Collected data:
┄┄┄┄┄┄┄┄┄┄

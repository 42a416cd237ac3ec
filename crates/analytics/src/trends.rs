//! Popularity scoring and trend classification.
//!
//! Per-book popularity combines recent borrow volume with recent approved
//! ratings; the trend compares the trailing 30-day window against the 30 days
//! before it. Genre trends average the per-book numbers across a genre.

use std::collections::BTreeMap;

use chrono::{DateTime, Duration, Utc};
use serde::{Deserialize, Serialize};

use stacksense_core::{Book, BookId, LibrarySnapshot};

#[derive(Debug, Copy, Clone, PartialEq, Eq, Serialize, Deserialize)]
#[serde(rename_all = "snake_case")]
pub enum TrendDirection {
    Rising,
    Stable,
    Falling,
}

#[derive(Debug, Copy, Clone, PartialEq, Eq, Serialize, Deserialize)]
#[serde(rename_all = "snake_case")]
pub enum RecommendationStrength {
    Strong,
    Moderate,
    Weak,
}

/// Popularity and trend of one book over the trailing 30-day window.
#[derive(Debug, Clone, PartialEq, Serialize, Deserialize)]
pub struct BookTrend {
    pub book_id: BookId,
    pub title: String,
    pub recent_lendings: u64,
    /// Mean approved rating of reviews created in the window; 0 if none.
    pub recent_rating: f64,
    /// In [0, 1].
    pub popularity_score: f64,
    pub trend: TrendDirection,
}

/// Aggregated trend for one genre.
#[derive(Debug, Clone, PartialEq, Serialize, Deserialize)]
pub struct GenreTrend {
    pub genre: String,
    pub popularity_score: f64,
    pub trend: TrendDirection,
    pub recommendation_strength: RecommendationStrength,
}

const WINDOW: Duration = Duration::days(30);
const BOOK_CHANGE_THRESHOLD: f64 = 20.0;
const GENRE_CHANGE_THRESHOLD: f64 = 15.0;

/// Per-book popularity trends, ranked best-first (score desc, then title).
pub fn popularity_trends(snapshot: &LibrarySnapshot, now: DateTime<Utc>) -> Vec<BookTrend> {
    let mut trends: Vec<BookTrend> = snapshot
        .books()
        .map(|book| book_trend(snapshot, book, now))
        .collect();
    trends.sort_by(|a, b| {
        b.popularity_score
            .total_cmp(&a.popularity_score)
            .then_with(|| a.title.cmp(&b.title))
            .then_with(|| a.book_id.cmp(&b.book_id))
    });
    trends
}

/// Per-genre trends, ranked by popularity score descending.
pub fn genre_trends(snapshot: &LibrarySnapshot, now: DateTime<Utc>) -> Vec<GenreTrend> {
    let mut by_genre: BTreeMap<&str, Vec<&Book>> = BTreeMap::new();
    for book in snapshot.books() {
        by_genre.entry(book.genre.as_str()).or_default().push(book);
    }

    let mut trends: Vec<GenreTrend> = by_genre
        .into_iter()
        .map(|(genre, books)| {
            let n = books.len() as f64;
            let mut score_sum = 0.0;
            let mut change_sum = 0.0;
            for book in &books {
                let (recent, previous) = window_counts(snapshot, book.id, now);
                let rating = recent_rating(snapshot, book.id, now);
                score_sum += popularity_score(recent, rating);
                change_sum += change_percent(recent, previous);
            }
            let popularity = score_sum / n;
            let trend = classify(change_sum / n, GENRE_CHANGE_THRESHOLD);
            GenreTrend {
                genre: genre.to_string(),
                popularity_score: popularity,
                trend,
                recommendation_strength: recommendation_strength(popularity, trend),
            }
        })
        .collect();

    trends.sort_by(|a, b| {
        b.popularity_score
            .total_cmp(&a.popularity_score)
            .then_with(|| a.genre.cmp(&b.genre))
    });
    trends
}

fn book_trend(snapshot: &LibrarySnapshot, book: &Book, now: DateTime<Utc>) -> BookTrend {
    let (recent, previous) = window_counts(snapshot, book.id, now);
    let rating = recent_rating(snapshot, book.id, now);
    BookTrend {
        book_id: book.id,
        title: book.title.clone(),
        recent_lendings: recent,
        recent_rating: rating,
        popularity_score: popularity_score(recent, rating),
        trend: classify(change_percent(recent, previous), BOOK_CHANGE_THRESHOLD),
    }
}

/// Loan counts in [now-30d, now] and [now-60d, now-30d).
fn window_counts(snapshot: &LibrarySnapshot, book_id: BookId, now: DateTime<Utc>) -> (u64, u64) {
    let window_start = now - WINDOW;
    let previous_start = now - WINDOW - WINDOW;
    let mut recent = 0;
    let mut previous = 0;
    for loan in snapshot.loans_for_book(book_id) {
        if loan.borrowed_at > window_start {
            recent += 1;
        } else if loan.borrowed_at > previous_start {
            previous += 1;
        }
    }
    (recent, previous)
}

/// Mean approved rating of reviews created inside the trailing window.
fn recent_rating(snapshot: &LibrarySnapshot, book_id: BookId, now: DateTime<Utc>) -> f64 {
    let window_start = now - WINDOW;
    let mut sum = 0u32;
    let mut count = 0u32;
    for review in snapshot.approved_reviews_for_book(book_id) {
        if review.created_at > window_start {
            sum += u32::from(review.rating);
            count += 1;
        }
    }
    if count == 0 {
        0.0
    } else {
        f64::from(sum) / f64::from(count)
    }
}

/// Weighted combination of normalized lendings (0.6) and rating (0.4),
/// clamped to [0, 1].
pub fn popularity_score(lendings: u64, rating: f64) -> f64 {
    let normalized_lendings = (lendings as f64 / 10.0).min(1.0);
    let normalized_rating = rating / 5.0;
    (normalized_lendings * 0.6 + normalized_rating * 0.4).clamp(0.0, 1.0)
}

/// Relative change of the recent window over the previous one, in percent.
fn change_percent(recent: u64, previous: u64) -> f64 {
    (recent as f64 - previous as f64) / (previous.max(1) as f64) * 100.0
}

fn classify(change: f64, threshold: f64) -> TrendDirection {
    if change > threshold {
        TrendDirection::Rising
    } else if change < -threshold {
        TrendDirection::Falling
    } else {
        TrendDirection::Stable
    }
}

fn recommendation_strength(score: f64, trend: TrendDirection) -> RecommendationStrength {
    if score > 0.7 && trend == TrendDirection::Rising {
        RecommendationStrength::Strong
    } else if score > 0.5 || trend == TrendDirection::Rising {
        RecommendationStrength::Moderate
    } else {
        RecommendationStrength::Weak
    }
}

┄┄┄┄┄┄┄┄┄┄

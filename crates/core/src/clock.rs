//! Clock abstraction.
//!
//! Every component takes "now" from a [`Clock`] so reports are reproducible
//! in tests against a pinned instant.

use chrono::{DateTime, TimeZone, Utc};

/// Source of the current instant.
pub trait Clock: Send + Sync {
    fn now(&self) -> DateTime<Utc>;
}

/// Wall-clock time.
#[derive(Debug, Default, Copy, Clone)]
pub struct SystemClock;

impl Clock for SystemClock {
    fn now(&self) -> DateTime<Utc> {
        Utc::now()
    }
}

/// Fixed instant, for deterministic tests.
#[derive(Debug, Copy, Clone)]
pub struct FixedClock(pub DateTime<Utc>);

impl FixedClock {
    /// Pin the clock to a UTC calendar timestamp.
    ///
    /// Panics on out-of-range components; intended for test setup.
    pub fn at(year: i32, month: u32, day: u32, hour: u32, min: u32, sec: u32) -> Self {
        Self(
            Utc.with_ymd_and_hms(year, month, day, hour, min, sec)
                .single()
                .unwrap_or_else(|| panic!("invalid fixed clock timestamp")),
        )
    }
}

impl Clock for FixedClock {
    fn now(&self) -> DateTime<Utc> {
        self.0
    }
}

┄┄┄┄┄┄┄┄┄┄

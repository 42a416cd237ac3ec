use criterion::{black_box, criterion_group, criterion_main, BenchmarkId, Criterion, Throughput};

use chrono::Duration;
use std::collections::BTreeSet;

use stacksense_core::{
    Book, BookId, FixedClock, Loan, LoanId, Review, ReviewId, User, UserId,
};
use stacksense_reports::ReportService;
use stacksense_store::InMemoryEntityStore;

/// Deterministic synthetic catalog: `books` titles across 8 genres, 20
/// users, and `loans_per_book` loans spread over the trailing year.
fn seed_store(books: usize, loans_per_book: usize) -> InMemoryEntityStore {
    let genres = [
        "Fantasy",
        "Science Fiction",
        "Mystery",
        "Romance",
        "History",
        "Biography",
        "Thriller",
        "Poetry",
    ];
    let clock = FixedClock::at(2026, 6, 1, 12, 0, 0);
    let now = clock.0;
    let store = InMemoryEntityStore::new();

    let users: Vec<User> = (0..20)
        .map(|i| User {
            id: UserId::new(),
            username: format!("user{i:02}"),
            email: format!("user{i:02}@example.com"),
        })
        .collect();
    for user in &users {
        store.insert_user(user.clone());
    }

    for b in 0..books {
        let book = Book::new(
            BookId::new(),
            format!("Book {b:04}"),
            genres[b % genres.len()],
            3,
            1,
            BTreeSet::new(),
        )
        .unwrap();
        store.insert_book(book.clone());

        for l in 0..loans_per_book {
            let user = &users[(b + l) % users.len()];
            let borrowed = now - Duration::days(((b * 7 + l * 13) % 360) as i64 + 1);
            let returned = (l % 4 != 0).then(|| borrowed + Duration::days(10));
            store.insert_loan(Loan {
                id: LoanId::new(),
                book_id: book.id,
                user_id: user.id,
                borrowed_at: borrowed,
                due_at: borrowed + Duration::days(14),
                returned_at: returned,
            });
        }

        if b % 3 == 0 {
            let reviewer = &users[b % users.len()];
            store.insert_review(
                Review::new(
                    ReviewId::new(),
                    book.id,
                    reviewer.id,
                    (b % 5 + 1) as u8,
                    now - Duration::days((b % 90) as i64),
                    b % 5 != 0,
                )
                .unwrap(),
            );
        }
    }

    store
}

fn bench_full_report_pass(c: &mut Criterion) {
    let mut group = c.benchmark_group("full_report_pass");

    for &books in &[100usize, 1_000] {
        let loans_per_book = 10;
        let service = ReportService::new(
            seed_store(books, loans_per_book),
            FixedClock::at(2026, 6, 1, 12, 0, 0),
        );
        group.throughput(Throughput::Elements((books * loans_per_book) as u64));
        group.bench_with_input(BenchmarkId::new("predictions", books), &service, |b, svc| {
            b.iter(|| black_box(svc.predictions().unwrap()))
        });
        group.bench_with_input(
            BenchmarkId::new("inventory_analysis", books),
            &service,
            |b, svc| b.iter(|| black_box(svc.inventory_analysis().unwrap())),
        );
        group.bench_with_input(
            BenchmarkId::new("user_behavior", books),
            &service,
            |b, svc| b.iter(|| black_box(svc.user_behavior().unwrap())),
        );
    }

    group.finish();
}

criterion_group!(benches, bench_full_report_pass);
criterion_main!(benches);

┄┄┄┄┄┄┄┄┄┄

Activity: Only the lines with "month" are needed; find them in the records and copy each one.

Solution:
    pub fn at(year: i32, month: u32, day: u32, hour: u32, min: u32, sec: u32) -> Self {
            Utc.with_ymd_and_hms(year, month, day, hour, min, sec)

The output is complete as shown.